KARAGÖZ M. A. , NALBANTOĞLU Ö. U.

Biomedical Signal Processing and Control, vol.67, 2021 (Journal Indexed in SCI) identifier identifier

  • Publication Type: Article / Article
  • Volume: 67
  • Publication Date: 2021
  • Doi Number: 10.1016/j.bspc.2021.102539
  • Title of Journal : Biomedical Signal Processing and Control
  • Keywords: Convolutional neural networks, Metagenomics, Sequence analysis, Taxonomic classification, PHYLOGENETIC CLASSIFICATION, RIBOSOMAL-RNA, GUT MICROBIOME, ALIGNMENT, IDENTIFICATION, ASSIGNMENT, TOOL

Abstract

© 2021 Elsevier LtdWe propose a Convolutional Neural Network approach based on k-mer representation for metagenomic fragment classification problem.

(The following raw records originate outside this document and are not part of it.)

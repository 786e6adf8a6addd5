//! Error types for the flow engine

use thiserror::Error;

/// Result type alias using FlowError
pub type Result<T> = std::result::Result<T, FlowError>;

/// Errors that can occur in the flow engine
///
/// These are the hard failures of direct API calls. Conversion failures on
/// connections and failures inside tool routines are absorbed into tool and
/// connection state instead of being returned.
#[derive(Debug, Error)]
pub enum FlowError {
    /// Tool is not part of the graph
    #[error("Unrecognized tool: {0}")]
    UnknownTool(String),

    /// Tool type is not registered
    #[error("Unknown tool type: {0}")]
    UnknownToolType(String),

    /// Tool name is already used by another tool
    #[error("Tool name already in use: {0}")]
    NameTaken(String),

    /// Input does not exist on the tool
    #[error("Unknown input: {tool}.{input}")]
    UnknownInput { tool: String, input: String },

    /// Output does not exist on the tool
    #[error("Unknown output: {tool}.{output}")]
    UnknownOutput { tool: String, output: String },

    /// Port reference points at a different tool
    #[error("Input {input} does not belong to tool {tool}")]
    WrongTool { tool: String, input: String },

    /// Tried to assign a value to a connected input
    #[error("Input {tool}.{input} is bound to {source_tool}.{source_output}")]
    InputConnected {
        tool: String,
        input: String,
        source_tool: String,
        source_output: String,
    },

    /// Tried to propagate or disconnect an unconnected input
    #[error("Input {tool}.{input} is unbound")]
    InputNotConnected { tool: String, input: String },

    /// Assigned value has the wrong kind
    #[error("Tried to set {tool}.{input} to a {found}, but expected a {expected}")]
    TypeMismatch {
        tool: String,
        input: String,
        expected: String,
        found: String,
    },

    /// Assigned value has the right kind but fails the port's constraints
    #[error("Invalid value for {tool}.{input}: {source}")]
    InvalidValue {
        tool: String,
        input: String,
        #[source]
        source: ConversionError,
    },

    /// Missing required input in a tool routine
    #[error("Missing required input: {0}")]
    MissingInput(String),

    /// Invalid input type in a tool routine
    #[error("Invalid input type for '{port}': expected {expected}")]
    InvalidInputType { port: String, expected: String },

    /// Tool routine failed
    #[error("{0}")]
    ExecutionFailed(String),

    /// Value conversion failed
    #[error(transparent)]
    Conversion(#[from] ConversionError),

    /// Serialization error
    #[error("Serialization error: {0}")]
    Serialization(#[from] serde_json::Error),

    /// Document failed schema validation
    #[error("Document failed validation: {0}")]
    Schema(String),

    /// Document could not be decoded
    #[error("Invalid document encoding: {0}")]
    Encoding(String),

    /// I/O error
    #[error("I/O error: {0}")]
    Io(#[from] std::io::Error),
}

impl FlowError {
    /// Create an execution failed error with a message
    pub fn failed(msg: impl Into<String>) -> Self {
        Self::ExecutionFailed(msg.into())
    }
}

/// Errors produced when a value cannot be coerced to a target kind
#[derive(Debug, Clone, PartialEq, Error)]
pub enum ConversionError {
    #[error("Not a number: {0}")]
    NotANumber(String),

    #[error("Invalid enum value: {0}")]
    InvalidEnumValue(String),

    #[error("{value} < minimum {min}")]
    BelowMinimum { value: f64, min: f64 },

    #[error("{value} > maximum {max}")]
    AboveMaximum { value: f64, max: f64 },

    #[error("Empty array has no first element")]
    EmptyArray,

    #[error("Empty byte sequence has no first byte")]
    EmptyBytes,

    #[error("Invalid UTF-8: {0}")]
    InvalidUtf8(String),

    #[error("{0} is not a finite number")]
    NotFinite(f64),

    #[error("{0} does not fit in a byte")]
    ByteOutOfRange(f64),

    #[error("Expected {expected}, found {found}")]
    KindMismatch { expected: String, found: String },
}

#[cfg(test)]
mod tests {
    use super::*;

    #[test]
    fn test_bounds_messages_render_integers() {
        let err = ConversionError::BelowMinimum {
            value: 3.0,
            min: 5.0,
        };
        assert_eq!(err.to_string(), "3 < minimum 5");
    }

    #[test]
    fn test_invalid_value_wraps_conversion() {
        let err = FlowError::InvalidValue {
            tool: "Calc".to_string(),
            input: "mode".to_string(),
            source: ConversionError::InvalidEnumValue("bogus".to_string()),
        };
        assert_eq!(
            err.to_string(),
            "Invalid value for Calc.mode: Invalid enum value: bogus"
        );
    }
}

The proposed model consists of two steps; the first step is representation of DNA based on k-mer frequency with Relative Abundance Index (RAI) and the second step is classification metagenomic fragments with CNN. RAI scores, as DNA fragment representations are fed to CNN classifiers (CNN-RAI). RAI consist of the over- and under abundance statistics gathered from the taxon for each k-mer. In order to compare the performances of CNN-RAI and RAIphy, which classifies metagenomic fragments using the same input attributes with an expectation-maximization based approach, databases of different metagenomic scenarios were tested. Metagenomics data that were generated (or simulated) by different Next-Generation Sequencing platforms, respectively Illumina technology and Oxford Nanopore MinION were compiled into shotgun metagenomics or 16S rRNA datasets. RAI based method and CNN models were trained on represented data with read lengths ranging between 200 and 10,000 bp, also with distinct k-mer size (3≤k≤7) at genus level. RAI score was used for the first time in the deep learning algorithm as a spectral representation with improved performance thanks to the ability of deep learning on each dataset for a range of parameters. The proposed representation was compared to the current spectral methods and shown to be competitive for all datasets used in this study.